Don’t Lose Hope
My sophomore year in college at Trinity University (a division 3 school), we were getting ready to play Azusa Pacific (a division 2 school). We were suiting up in the locker room when our coach came in to give the go get ‘em speech. We all sat down and listened to what can only be described as the worst pregame speech that has ever been given. It started off with “now we all know that they’re stronger, faster, bigger, and meaner than us.” We did all know that (especially the meaner part… those guys were jerks), but it didn’t quite get the adrenaline pumping. It continued “they may beat us 9 out of 10 times, well hell who am I kidding, they’d probably beat us 10 out of 10 times, they’re way better than us.” I remember looking around the locker room at all the guys. We were shell shocked, but it didn’t stop there. “They’re a division 2 team which means they give scholarships, they are deeper than us at every position. We can’t turn the ball over, we can’t commit penalties, because it doesn’t really matter what we do, they’re way better.” Unfortunately, I’m not joking (my memory may have exaggerated that speech over the years, but it’s pretty darn close). Keep in mind Trinity at that time was in the midst of 15 conference championships in 17 seasons, so we didn’t lose a lot. After the rousing speech, we ran out to the field, fought hard, played tough, and lost 49-14. I remember not being disappointed because we had expected to lose after all. I never wanted to feel that way again. Somehow the sting of losing beat the apathy toward losing.

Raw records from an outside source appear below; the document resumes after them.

//! Chain connection seam: request/response RPC plus push subscriptions, and the
//! timeout/retry policy every remote call goes through.

use async_trait::async_trait;
use dashmap::DashMap;
use serde_json::Value;
use std::sync::Arc;
use std::time::{Duration, Instant};
use tokio::sync::mpsc;
use tokio_retry::strategy::ExponentialBackoff;
use tokio_retry::RetryIf;
use tracing::{debug, warn};

use crate::error::{SyncError, SyncResult};
use crate::metrics;
use crate::settings::Rpc;
use crate::types::ChainId;

pub type SubscriptionId = String;

/// One push delivered on a subscription.
#[derive(Debug, Clone)]
pub enum SubscriptionEvent {
    Update(Value),
    /// The subscription is dead (connection lost or server-side error).
    Failure(String),
}

/// Live subscription handle. Dropping `events` does not cancel it; call
/// [`ChainConnection::cancel`] with `id`.
#[derive(Debug)]
pub struct Subscription {
    pub id: SubscriptionId,
    pub events: mpsc::UnboundedReceiver<SubscriptionEvent>,
}

#[async_trait]
pub trait ChainConnection: Send + Sync {
    async fn request(&self, method: &str, params: Value) -> SyncResult<Value>;

    async fn subscribe(
        &self,
        method: &str,
        params: Value,
        unsubscribe_method: &str,
    ) -> SyncResult<Subscription>;

    async fn cancel(&self, id: &SubscriptionId) -> SyncResult<()>;
}

/// Resolves the live connection for a chain.
pub trait ChainConnectionProvider: Send + Sync {
    fn connection(&self, chain: &ChainId) -> Option<Arc<dyn ChainConnection>>;

    fn require(&self, chain: &ChainId) -> SyncResult<Arc<dyn ChainConnection>> {
        self.connection(chain)
            .ok_or_else(|| SyncError::ConnectionUnavailable {
                chain_id: chain.clone(),
            })
    }
}

#[derive(Default)]
pub struct StaticConnectionProvider {
    connections: DashMap<ChainId, Arc<dyn ChainConnection>>,
}

impl StaticConnectionProvider {
    pub fn new() -> Self {
        Self::default()
    }

    pub fn insert(&self, chain: impl Into<ChainId>, connection: Arc<dyn ChainConnection>) {
        self.connections.insert(chain.into(), connection);
    }

    pub fn remove(&self, chain: &ChainId) {
        self.connections.remove(chain);
    }
}

impl ChainConnectionProvider for StaticConnectionProvider {
    fn connection(&self, chain: &ChainId) -> Option<Arc<dyn ChainConnection>> {
        self.connections.get(chain).map(|c| c.value().clone())
    }
}

/// Timeout and retry policy applied to each remote call.
#[derive(Debug, Clone)]
pub struct RequestPolicy {
    pub timeout: Duration,
    pub max_retries: usize,
    pub retry_base: Duration,
    pub max_retry_delay: Duration,
}

impl Default for RequestPolicy {
    fn default() -> Self {
        Self {
            timeout: Duration::from_secs(10),
            max_retries: 2,
            retry_base: Duration::from_millis(200),
            max_retry_delay: Duration::from_secs(5),
        }
    }
}

impl RequestPolicy {
    pub fn from_settings(rpc: &Rpc) -> Self {
        Self {
            timeout: Duration::from_millis(rpc.request_timeout_ms),
            max_retries: rpc.max_retries,
            retry_base: Duration::from_millis(rpc.retry_base_ms),
            ..Self::default()
        }
    }

    fn backoff(&self) -> impl Iterator<Item = Duration> {
        // 2^n * factor ms: base, 2*base, 4*base, ...
        let factor = (self.retry_base.as_millis() as u64 / 2).max(1);
        ExponentialBackoff::from_millis(2)
            .factor(factor)
            .max_delay(self.max_retry_delay)
            .take(self.max_retries)
    }

    /// Issues `method` with a per-attempt timeout; retries timeouts and lost connections.
    pub async fn call(
        &self,
        connection: &dyn ChainConnection,
        method: &str,
        params: Value,
    ) -> SyncResult<Value> {
        let started = Instant::now();
        let result = RetryIf::spawn(
            self.backoff(),
            || {
                let params = params.clone();
                metrics::increment_rpc_call(method);
                async move { self.with_timeout(method, connection.request(method, params)).await }
            },
            |e: &SyncError| {
                let retry = e.is_retryable();
                if retry {
                    debug!(method, error = %e, "retrying chain request");
                }
                retry
            },
        )
        .await;

        metrics::record_rpc_call_latency(method, started.elapsed());
        if let Err(e) = &result {
            metrics::increment_rpc_error(method);
            warn!(method, error = %e, "chain request failed");
        }
        result
    }

    pub async fn subscribe(
        &self,
        connection: &dyn ChainConnection,
        method: &str,
        params: Value,
        unsubscribe_method: &str,
    ) -> SyncResult<Subscription> {
        metrics::increment_rpc_call(method);
        self.with_timeout(
            method,
            connection.subscribe(method, params, unsubscribe_method),
        )
        .await
    }

    async fn with_timeout<T>(
        &self,
        method: &str,
        fut: impl std::future::Future<Output = SyncResult<T>>,
    ) -> SyncResult<T> {
        match tokio::time::timeout(self.timeout, fut).await {
            Ok(result) => result,
            Err(_) => Err(SyncError::Timeout {
                method: method.to_string(),
                timeout_ms: self.timeout.as_millis() as u64,
            }),
        }
    }
}

#[cfg(test)]
mod tests {
    use super::*;
    use serde_json::json;
    use std::sync::atomic::{AtomicUsize, Ordering};

    struct FlakyConnection {
        calls: AtomicUsize,
        fail_first: usize,
        error: SyncError,
    }

    #[async_trait]
    impl ChainConnection for FlakyConnection {
        async fn request(&self, _method: &str, _params: Value) -> SyncResult<Value> {
            let n = self.calls.fetch_add(1, Ordering::SeqCst);
            if n < self.fail_first {
                return Err(self.error.clone());
            }
            Ok(json!("ok"))
        }

        async fn subscribe(&self, _: &str, _: Value, _: &str) -> SyncResult<Subscription> {
            Err(SyncError::Unexpected("not supported".into()))
        }

        async fn cancel(&self, _: &SubscriptionId) -> SyncResult<()> {
            Ok(())
        }
    }

    struct HangingConnection;

    #[async_trait]
    impl ChainConnection for HangingConnection {
        async fn request(&self, _method: &str, _params: Value) -> SyncResult<Value> {
            futures::future::pending::<()>().await;
            Ok(Value::Null)
        }

        async fn subscribe(&self, _: &str, _: Value, _: &str) -> SyncResult<Subscription> {
            futures::future::pending::<()>().await;
            Err(SyncError::Unexpected("unreachable".into()))
        }

        async fn cancel(&self, _: &SubscriptionId) -> SyncResult<()> {
            Ok(())
        }
    }

    fn fast_policy() -> RequestPolicy {
        RequestPolicy {
            timeout: Duration::from_millis(50),
            max_retries: 2,
            retry_base: Duration::from_millis(2),
            max_retry_delay: Duration::from_millis(10),
        }
    }

    #[tokio::test]
    async fn retries_lost_connections_then_succeeds() {
        let conn = FlakyConnection {
            calls: AtomicUsize::new(0),
            fail_first: 2,
            error: SyncError::ConnectionUnavailable {
                chain_id: "sora".into(),
            },
        };
        let value = fast_policy()
            .call(&conn, "state_getKeysPaged", json!([]))
            .await
            .unwrap();
        assert_eq!(value, json!("ok"));
        assert_eq!(conn.calls.load(Ordering::SeqCst), 3);
    }

    #[tokio::test]
    async fn rpc_errors_are_not_retried() {
        let conn = FlakyConnection {
            calls: AtomicUsize::new(0),
            fail_first: 5,
            error: SyncError::Rpc {
                method: "state_queryStorageAt".into(),
                code: -32602,
                message: "invalid params".into(),
            },
        };
        let err = fast_policy()
            .call(&conn, "state_queryStorageAt", json!([]))
            .await
            .unwrap_err();
        assert!(matches!(err, SyncError::Rpc { .. }));
        assert_eq!(conn.calls.load(Ordering::SeqCst), 1);
    }

    #[tokio::test(start_paused = true)]
    async fn hanging_requests_time_out() {
        let err = fast_policy()
            .call(&HangingConnection, "state_getKeysPaged", json!([]))
            .await
            .unwrap_err();
        assert!(matches!(err, SyncError::Timeout { timeout_ms: 50, .. }));
    }

    #[test]
    fn provider_reports_missing_connection() {
        let provider = StaticConnectionProvider::new();
        let err = provider.require(&"sora".to_string()).err().unwrap();
        assert!(matches!(err, SyncError::ConnectionUnavailable { .. }));
    }
}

This is a growing trend in our culture, especially with football fans. We expect our team to lose, so we build that up to where we won’t be disappointed when we lose. The problem is, you’re supposed to be disappointed when you lose. Not a psychotic, breaking things in your house disappointed, but a healthy disappointment. The bottom line is, it’s cheating. It isn’t fair to celebrate a win without facing the potential of sadness after a lost. It also makes a win much less enjoyable. When we hope in something, sports related or not, we invest a little of ourselves in it, and if it doesn’t work out, it hurts. You have to put skin in the game, or else there isn’t a point of watching or playing. In an attempt to get rid of the pain, we’ve only numbed it. It’s still there we just refuse to let it teach us its lesson. This boils over into everyday life. I’ve heard it said that football is a microcosm of society. I know that analogy doesn’t stand up completely, but in this scenario it works. In football, like in life, you have to hope for things, sometimes things unlikely. You have to invest yourself in things, even when you don’t for sure know the outcome, especially when you don’t for sure know the outcome.
Prior to playing at Trinity, when I played football at Dulles High School, we were awful. I was the quarterback, and I threw a lot of interceptions… so many interceptions. I threw 20 interceptions in 10 games to be exact. We lost 8 out of the 10 games we played. By about the fourth game, we lost hope in our season. That loss of hope seeped into our practices, film sessions, weight lifting, and even schoolwork (if you want to know what that looks like, see the 2013 Houston Texans). Apathy struck our locker room, and it destroyed us. I remember fully expecting to lose almost every game we played. It was awful. Unfortunately, I’ve seen apathy strike in many more important places. Losing hope in football sucks, but it’s not the end of the world. Losing hope in life though, or in a relationship is the worst. Let’s be people who hope for things. Let’s be people who believe in the unlikely, and let’s not be those people just so we can say, “I told you so.” Hope is contagious. When we believe things can happen, we act like they can happen. When a bunch of people act like things can happen, things do happen. Let’s do it, because it’s really fun to watch. Don’t lose hope in football, or in life. Having something to believe in makes all the difference.